For the past month the residents of Great Vow Zen Monastery and the wider sangha have taken on the practice of looking at anxiety in our lives. We’ve started to look at when it arises, what shape it takes, and how we manage when it is present. We’ve also been looking at how long that thread (although actually it’s more like a dense chord or rope—I’m imagining jute rope or telephone wire) has been sewn into the fabric of our lives. I’m learning that anxiety and fear are almost always present throughout my days and nights. They are a subtle spice that flavors my dreams and breathes thick musk-filled air into the world while I snore at night.

Why? I remember being anxious as a child. I made a map of the world with crayon, streaking crimson wax from the U.S. to Russia—nuclear war, back and forth onto different countries; we would blow up the world. I showed this to my teacher. No reply, just recess, standing by a cool gray wall in Phoenix with a map of the war in one hand like a prophet. My mother called me a hypochondriac. I’d never heard the word before, but I understood what she meant. Are there razor blades in the candy? Lying awake at night wondering if the house would burn down because the wires in the closet were exposed. Who am I supposed to be? Why doesn’t anyone like me? What is wrong with me? On and on this anxiety grew up with me.
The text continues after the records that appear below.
//! HTTP route definitions.

use std::sync::Arc;

use axum::{
    Router,
    routing::{get, post, put},
};

use crate::http::{form, monitoring, voice};
use crate::state::AppState;

/// Create the main router.
///
/// ## Route Structure
///
/// ```text
/// /api
///   POST   /api/voice-agent                - Transcript to fill instruction
///   GET    /api/health                     - Health check
///
/// /form
///   POST   /form?name=<file>               - Upload markup, start a session
///   GET    /form                           - Live view
///   GET    /form/regions                   - Region summary
///   POST   /form/regions/{id}/focus        - Focus a region
///   POST   /form/regions/{id}/blur         - Blur a region
///   POST   /form/regions/{id}/click        - Click a region
///   PUT    /form/regions/{id}/text         - Type into a field
///   POST   /form/regions/{id}/voice        - Start listening for a field
///   POST   /form/regions/{id}/image        - Attach an image
///   POST   /form/voice/transcript          - Deliver a recognized transcript
///   POST   /form/voice/error               - Report a recognition failure
///   GET    /form/export/{format}           - Download html, xlsx or print
/// ```
pub fn create_router(state: Arc<AppState>) -> Router {
    let api_routes = Router::new()
        .route("/voice-agent", post(voice::voice_agent))
        .route("/health", get(monitoring::health_check))
        .with_state(state.clone());

    let form_routes = Router::new()
        .route("/", post(form::upload_form).get(form::live_view))
        .route("/regions", get(form::regions))
        .route("/regions/{id}/focus", post(form::focus))
        .route("/regions/{id}/blur", post(form::blur))
        .route("/regions/{id}/click", post(form::click))
        .route("/regions/{id}/text", put(form::set_text))
        .route("/regions/{id}/voice", post(form::activate_voice))
        .route("/regions/{id}/image", post(form::attach_image))
        .route("/voice/transcript", post(form::voice_transcript))
        .route("/voice/error", post(form::voice_error))
        .route("/export/{format}", get(form::export))
        .with_state(state);

    Router::new()
        .nest("/api", api_routes)
        .nest("/form", form_routes)
}

#[cfg(test)]
#[path = "routes_tests.rs"]
mod tests;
When I was eleven, I went through a phase: If plants or grass touched me, brushed up against me in any way, it would set off a panic that I couldn’t control. I asked my parents, “Will this kill me?” The answer would come back, “No, it won’t kill you, you won’t die.” I would be relieved to hear this, soothed for a while. Then, after just a short time, the fear would come back again.

One day I was out playing basketball in the backyard. I loved to make up dream games. Dr. J versus Magic, or my favorite: me against every kid in school I hated, a battle for final honor. I’d take turns being both sides, embodying their foibles, their strengths, playing the game’s crescendo in beautiful slow motion, savoring the moment when, inevitably but totally by surprise, I (or the character I felt closest to) would rise to the occasion and come back from near-death to win . . . and then the ball bounced off a rock and into thick spider web-covered bramble, which was also dark and had thorns! Now what? I had to get that ball. I couldn’t see it anymore. My happiness, joy, time spent with family and friends, my very life, which was so neatly packed with black seams, extra-tacky grip, and the word “Spalding” branded on it, took a funny, uncalculated hop off a bad rock and disappeared into the dark. Arrgghh! I thought about ways the ball could be rescued without having to enter the bushes. I’d take a long stick or broom and try to fish it out. No use. I still couldn’t see it or get a grip on it. I’d usher it halfway out only to have the ball roll further away. There was no better place to reach in from—just thicker thorns and vines, stubborn and angry-looking, seeming to say to me, “We’ve been here a lot longer than you—go away!”

Finally, after all other options were exhausted, I stood in front of where the ball had been lost, closed my eyes, held my breath, and, walking straight into a curtain of webs, dove down through the brush and felt the ball with my hands. I grabbed it firmly, turned, and headed back out into the summer sun. I brushed myself off and went back to play. After that, the fear faded away.

Fast-forward a life, my life, or any life that brings us to this path. The specifics are a little different, but the struggle is the same: to face fear and walk through it. Cool wind blowing leaves around in the dark. Sitting still. Feeling around in this tangle of self and just barely touching that place of quiet. Not able to grasp or see completely, but hints shimmering on walls and leaves. I know my true home here, somewhere. I vow to know it truly. May we all.